→ Task requirements:
Within the entries that follow, show each line where the word "closed" occurs.

→ Excerpted data:
----
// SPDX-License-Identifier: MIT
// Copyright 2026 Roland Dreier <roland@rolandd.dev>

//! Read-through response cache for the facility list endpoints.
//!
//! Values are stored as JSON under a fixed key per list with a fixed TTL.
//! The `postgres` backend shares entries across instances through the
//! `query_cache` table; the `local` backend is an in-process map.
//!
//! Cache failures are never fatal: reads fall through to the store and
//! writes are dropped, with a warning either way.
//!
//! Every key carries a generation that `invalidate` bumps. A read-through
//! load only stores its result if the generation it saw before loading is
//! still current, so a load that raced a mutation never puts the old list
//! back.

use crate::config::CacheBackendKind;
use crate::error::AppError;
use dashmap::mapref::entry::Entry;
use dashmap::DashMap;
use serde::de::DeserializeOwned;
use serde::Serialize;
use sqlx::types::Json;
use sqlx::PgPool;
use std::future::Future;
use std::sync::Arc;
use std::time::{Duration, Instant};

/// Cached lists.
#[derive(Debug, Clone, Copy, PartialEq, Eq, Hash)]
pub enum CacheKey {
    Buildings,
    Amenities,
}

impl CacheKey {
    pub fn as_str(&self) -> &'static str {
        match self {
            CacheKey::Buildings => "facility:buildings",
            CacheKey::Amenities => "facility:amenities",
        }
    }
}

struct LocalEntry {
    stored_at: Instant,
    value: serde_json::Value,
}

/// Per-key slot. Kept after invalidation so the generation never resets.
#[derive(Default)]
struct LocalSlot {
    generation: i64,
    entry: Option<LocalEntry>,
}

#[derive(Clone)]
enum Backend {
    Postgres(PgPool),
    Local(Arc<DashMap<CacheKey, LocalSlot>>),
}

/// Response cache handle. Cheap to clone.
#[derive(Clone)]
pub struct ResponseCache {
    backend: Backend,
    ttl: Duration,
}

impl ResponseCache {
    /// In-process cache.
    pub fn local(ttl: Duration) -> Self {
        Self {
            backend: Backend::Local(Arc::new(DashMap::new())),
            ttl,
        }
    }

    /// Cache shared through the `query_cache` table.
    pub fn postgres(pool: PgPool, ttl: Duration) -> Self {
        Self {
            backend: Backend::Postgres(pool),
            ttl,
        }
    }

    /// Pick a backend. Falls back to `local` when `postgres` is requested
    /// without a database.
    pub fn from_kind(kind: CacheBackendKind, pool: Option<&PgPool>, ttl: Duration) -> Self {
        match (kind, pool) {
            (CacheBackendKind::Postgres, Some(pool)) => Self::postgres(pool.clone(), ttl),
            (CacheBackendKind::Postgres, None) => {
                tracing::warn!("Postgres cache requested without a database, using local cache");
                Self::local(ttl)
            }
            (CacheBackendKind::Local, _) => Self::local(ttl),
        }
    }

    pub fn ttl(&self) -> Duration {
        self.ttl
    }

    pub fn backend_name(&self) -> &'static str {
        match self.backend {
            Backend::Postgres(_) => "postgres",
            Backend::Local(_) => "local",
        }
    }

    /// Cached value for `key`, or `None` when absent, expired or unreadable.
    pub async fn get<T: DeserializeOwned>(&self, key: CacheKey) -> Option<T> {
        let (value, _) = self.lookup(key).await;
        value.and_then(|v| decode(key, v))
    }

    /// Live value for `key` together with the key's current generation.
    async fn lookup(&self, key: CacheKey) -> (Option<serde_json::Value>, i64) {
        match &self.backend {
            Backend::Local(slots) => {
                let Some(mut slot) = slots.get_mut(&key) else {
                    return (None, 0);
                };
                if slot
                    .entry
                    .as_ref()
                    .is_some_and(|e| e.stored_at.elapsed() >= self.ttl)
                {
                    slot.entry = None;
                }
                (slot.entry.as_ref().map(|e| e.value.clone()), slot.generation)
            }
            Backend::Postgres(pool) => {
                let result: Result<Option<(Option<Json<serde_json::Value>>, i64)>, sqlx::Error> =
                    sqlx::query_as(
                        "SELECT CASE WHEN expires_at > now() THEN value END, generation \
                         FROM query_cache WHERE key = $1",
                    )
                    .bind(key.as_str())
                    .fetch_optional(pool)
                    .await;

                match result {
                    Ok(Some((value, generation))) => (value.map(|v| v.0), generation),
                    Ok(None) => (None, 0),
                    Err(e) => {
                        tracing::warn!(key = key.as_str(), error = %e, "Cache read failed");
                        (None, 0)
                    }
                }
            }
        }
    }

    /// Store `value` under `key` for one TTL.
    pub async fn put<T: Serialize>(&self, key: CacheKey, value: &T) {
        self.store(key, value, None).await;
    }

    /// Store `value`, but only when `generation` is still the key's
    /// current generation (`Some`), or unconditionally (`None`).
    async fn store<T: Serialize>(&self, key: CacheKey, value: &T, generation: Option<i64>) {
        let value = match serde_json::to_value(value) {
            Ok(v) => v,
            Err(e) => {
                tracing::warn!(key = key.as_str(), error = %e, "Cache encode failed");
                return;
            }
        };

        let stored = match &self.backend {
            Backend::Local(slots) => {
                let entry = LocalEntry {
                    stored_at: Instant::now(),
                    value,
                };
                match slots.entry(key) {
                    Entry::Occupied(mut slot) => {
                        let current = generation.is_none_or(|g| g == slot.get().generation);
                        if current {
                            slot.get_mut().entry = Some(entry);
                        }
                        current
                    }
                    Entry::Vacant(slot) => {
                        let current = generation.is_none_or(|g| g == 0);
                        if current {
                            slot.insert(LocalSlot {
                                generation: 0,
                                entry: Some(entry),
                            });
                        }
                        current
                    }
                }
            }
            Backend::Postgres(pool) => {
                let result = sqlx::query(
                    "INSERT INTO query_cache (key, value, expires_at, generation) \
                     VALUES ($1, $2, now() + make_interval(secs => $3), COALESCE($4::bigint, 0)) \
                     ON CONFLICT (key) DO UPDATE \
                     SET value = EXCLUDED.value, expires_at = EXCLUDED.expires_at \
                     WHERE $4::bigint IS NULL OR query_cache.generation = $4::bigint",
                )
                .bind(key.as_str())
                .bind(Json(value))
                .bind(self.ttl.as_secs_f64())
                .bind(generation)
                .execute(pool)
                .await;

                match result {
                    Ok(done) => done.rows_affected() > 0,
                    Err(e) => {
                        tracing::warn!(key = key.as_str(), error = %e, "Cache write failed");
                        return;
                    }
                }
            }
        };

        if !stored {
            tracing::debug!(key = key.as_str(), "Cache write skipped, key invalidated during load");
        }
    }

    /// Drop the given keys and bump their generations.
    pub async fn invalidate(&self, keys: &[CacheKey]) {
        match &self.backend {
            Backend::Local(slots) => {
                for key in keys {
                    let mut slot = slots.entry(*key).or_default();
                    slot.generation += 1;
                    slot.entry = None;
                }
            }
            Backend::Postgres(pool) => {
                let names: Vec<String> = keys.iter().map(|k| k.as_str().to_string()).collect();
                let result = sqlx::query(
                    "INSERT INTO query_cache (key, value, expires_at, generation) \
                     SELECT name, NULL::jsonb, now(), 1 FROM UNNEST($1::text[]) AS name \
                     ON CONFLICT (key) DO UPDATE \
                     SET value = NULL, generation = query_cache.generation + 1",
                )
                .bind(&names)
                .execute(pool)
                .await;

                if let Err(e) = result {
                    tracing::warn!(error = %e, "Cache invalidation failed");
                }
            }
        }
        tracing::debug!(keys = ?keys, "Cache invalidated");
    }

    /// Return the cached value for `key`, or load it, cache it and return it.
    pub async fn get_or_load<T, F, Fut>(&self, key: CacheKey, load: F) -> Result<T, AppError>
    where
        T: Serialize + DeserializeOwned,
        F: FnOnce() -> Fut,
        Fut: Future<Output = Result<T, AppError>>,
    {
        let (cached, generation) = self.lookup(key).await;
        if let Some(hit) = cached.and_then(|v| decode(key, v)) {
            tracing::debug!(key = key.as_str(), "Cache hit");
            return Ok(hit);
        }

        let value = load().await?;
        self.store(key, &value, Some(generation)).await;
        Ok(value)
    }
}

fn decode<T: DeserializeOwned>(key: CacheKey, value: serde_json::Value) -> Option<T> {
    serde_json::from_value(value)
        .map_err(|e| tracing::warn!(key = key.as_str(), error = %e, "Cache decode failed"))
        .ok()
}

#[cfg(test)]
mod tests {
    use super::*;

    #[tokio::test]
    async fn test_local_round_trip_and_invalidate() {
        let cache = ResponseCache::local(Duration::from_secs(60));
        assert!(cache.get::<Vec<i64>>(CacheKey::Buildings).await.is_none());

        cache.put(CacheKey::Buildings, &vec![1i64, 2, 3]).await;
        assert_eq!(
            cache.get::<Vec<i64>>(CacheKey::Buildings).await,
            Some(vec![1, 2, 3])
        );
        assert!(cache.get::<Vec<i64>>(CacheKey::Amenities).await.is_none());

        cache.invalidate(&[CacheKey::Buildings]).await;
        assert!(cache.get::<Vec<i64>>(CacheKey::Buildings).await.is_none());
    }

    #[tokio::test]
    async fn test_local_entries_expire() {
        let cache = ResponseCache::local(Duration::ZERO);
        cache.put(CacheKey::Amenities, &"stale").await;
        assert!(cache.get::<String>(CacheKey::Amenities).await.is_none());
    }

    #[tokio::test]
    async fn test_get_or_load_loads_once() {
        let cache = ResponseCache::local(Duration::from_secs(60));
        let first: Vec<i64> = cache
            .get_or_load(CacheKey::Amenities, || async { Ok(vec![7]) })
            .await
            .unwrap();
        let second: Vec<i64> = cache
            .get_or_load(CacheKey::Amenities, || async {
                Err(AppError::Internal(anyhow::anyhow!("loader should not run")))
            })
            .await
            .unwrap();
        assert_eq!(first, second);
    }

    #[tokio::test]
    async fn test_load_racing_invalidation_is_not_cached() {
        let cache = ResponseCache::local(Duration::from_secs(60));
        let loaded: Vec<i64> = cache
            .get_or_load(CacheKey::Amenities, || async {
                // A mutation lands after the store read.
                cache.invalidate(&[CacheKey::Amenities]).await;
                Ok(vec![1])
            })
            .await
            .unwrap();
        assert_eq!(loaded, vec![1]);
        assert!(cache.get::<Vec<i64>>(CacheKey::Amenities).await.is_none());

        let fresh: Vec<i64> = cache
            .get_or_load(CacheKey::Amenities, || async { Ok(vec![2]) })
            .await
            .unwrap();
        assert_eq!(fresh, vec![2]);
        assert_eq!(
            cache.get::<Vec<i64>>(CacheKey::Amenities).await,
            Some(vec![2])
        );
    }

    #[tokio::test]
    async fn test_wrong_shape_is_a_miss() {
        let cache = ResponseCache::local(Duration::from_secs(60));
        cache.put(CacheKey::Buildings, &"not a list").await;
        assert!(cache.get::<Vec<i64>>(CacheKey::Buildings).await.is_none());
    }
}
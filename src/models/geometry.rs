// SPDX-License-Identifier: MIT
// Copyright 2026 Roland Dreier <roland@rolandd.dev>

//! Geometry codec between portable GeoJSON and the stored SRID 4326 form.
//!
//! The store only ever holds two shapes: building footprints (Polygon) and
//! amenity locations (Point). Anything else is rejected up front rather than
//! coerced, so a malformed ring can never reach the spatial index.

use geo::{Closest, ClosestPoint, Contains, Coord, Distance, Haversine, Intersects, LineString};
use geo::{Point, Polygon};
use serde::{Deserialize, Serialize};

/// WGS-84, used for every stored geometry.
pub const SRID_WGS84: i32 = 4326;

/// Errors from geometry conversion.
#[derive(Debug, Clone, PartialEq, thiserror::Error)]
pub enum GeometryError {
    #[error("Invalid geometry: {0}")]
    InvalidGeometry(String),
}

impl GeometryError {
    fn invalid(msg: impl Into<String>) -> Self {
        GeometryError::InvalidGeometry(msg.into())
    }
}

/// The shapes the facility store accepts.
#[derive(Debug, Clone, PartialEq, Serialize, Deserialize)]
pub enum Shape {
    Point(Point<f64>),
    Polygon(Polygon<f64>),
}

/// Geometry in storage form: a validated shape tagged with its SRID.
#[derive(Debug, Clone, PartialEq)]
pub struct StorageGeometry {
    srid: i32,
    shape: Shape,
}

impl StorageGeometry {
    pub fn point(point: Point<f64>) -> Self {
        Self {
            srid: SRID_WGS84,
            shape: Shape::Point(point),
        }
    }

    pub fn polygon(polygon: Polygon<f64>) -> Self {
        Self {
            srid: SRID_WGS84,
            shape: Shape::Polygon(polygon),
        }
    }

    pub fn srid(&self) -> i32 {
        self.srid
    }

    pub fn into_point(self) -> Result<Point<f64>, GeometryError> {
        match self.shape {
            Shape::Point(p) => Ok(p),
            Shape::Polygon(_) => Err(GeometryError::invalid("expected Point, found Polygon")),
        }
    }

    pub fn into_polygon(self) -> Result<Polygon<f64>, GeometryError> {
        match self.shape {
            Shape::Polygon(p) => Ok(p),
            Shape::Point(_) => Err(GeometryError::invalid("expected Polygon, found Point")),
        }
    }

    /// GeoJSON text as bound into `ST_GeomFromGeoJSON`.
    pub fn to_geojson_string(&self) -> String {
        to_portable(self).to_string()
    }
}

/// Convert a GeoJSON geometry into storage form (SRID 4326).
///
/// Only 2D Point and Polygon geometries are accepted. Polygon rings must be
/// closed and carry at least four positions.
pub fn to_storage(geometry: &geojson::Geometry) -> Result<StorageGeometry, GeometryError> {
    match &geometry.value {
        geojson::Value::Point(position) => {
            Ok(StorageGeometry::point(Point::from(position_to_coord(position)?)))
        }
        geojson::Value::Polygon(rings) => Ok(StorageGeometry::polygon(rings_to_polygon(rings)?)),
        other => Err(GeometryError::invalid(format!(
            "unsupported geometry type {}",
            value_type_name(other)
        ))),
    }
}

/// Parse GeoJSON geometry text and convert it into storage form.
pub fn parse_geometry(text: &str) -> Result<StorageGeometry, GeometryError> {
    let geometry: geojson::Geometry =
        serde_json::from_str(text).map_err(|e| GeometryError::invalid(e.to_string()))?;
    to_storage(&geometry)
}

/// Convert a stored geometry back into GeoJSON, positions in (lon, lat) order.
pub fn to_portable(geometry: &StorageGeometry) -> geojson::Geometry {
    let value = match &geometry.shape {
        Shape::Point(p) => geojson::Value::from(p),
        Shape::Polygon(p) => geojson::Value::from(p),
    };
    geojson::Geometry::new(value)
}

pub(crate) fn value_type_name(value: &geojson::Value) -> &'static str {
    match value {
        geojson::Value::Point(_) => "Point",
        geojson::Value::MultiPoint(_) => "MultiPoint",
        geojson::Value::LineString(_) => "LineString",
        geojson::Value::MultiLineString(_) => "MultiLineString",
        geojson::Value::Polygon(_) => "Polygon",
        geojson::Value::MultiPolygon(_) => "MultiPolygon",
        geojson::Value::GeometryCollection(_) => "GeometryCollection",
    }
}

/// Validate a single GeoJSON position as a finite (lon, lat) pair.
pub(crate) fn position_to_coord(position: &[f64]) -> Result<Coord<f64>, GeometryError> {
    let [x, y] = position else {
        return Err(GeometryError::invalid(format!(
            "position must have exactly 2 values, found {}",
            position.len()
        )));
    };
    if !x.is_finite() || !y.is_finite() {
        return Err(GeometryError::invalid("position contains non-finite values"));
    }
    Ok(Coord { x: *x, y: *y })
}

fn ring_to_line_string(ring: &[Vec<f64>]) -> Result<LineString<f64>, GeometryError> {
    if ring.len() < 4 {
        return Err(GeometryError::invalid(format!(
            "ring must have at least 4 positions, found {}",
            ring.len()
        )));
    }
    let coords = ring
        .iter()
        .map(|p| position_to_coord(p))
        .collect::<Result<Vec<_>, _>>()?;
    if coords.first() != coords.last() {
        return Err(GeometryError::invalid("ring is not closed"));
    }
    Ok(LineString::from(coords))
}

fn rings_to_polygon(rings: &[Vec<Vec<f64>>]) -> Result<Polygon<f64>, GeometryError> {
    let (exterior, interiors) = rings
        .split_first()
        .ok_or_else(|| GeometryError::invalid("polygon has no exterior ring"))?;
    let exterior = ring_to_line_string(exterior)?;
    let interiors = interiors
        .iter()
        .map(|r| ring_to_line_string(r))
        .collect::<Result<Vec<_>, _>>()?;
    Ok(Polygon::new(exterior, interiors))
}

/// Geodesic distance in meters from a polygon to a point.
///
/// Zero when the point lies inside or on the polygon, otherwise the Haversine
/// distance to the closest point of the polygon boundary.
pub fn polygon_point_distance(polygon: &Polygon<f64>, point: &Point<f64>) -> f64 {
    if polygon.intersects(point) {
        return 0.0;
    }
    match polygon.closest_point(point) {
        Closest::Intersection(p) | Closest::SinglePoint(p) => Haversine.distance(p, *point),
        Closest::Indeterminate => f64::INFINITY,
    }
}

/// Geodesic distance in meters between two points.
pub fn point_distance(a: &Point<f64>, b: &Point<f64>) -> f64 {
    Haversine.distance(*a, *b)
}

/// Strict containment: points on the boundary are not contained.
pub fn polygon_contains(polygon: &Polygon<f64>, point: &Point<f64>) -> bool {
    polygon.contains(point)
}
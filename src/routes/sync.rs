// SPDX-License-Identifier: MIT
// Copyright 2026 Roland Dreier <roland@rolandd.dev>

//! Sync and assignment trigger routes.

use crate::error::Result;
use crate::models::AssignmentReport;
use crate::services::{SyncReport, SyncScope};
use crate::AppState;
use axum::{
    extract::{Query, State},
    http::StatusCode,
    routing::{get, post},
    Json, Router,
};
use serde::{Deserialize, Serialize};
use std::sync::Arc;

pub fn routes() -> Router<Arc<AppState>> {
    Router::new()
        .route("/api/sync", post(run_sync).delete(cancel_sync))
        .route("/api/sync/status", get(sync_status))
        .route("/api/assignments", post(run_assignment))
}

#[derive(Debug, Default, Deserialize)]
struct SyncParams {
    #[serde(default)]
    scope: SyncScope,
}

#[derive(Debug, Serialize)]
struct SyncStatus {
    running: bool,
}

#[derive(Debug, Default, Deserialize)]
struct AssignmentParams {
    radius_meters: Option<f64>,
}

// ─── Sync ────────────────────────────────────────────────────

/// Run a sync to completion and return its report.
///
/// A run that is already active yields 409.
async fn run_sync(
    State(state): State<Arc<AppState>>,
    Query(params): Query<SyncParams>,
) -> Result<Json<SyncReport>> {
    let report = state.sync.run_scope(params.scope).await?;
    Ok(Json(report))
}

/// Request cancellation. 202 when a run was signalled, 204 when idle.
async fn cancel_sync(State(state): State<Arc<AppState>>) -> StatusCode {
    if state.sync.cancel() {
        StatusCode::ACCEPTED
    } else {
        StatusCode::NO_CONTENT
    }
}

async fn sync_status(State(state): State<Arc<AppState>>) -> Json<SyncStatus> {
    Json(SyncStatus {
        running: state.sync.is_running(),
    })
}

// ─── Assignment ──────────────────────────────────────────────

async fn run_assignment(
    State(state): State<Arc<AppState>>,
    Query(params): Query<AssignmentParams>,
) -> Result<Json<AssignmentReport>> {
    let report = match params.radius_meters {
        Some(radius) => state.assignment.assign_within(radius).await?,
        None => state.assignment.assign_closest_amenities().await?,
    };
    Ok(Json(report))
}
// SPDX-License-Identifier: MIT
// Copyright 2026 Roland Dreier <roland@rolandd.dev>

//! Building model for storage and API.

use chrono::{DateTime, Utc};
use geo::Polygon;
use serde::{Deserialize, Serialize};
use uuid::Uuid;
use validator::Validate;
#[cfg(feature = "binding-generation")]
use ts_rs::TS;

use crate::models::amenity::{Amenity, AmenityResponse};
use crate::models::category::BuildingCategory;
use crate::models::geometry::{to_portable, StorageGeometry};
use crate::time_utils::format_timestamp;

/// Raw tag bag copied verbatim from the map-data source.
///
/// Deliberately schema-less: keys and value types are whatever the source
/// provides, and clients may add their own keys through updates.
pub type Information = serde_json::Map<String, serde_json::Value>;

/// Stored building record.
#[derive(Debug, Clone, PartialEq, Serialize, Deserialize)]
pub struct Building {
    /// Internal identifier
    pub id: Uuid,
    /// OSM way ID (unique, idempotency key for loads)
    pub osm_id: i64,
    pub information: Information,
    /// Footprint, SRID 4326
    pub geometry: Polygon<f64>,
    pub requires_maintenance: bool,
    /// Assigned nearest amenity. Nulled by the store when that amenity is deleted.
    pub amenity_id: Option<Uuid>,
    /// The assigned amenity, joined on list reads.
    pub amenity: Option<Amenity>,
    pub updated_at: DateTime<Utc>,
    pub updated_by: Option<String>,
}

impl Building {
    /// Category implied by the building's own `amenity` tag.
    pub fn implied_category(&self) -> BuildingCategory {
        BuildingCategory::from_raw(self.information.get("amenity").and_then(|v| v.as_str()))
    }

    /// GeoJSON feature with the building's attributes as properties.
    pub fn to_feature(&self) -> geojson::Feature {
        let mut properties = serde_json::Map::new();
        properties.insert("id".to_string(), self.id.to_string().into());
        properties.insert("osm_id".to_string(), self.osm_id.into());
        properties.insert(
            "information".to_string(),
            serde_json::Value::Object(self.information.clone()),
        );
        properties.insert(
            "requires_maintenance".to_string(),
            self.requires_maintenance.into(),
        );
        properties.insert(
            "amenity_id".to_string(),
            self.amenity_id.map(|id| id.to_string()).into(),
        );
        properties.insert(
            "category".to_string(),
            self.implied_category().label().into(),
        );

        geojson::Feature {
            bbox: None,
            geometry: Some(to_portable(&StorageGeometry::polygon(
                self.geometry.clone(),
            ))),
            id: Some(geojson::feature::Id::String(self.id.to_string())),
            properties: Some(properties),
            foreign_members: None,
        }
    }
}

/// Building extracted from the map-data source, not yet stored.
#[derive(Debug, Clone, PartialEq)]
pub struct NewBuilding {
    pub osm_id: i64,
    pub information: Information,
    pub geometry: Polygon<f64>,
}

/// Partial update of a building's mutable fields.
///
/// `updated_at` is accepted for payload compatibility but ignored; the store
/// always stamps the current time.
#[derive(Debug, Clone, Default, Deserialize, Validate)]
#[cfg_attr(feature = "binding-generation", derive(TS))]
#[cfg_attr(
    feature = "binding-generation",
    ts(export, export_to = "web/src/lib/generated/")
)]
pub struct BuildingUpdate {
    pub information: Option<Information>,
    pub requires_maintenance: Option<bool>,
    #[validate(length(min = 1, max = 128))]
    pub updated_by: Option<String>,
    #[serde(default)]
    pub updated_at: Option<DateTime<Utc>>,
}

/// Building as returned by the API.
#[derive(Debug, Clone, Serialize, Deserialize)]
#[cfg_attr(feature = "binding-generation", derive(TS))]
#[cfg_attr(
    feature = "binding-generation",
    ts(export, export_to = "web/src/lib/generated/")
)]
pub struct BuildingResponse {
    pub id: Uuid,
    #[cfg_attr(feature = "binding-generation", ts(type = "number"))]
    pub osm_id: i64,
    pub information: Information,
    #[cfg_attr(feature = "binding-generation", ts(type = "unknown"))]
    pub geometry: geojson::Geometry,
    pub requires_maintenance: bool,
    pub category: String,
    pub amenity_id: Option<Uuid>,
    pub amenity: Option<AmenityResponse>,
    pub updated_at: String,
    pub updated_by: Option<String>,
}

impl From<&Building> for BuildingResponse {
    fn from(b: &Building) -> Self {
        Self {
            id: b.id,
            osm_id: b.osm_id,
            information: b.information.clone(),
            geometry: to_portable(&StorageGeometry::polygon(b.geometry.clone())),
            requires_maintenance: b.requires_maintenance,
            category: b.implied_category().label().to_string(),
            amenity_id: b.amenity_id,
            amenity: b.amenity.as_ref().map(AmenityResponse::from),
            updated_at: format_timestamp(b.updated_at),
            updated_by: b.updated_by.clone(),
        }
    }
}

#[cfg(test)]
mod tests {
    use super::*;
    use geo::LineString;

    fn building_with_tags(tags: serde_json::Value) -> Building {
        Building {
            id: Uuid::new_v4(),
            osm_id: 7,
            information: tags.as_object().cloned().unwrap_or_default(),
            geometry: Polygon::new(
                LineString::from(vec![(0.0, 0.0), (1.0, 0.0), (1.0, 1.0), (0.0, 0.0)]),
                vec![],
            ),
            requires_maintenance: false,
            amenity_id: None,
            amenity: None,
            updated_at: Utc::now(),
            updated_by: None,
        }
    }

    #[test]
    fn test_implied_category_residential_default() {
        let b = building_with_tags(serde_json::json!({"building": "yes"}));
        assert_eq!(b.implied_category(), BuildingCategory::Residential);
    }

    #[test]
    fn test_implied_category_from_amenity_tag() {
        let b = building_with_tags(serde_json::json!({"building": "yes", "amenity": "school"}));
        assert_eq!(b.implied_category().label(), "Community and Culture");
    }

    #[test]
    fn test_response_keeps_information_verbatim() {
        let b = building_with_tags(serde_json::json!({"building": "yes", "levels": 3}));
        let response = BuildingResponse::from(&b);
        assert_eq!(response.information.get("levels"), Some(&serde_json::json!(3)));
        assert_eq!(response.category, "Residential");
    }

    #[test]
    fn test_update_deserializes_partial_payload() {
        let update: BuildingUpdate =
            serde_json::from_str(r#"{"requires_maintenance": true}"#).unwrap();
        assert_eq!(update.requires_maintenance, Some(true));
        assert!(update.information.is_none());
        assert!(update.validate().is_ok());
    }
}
----
→ Answer for the task:
/// closed and carry at least four positions.
        return Err(GeometryError::invalid("ring is not closed"));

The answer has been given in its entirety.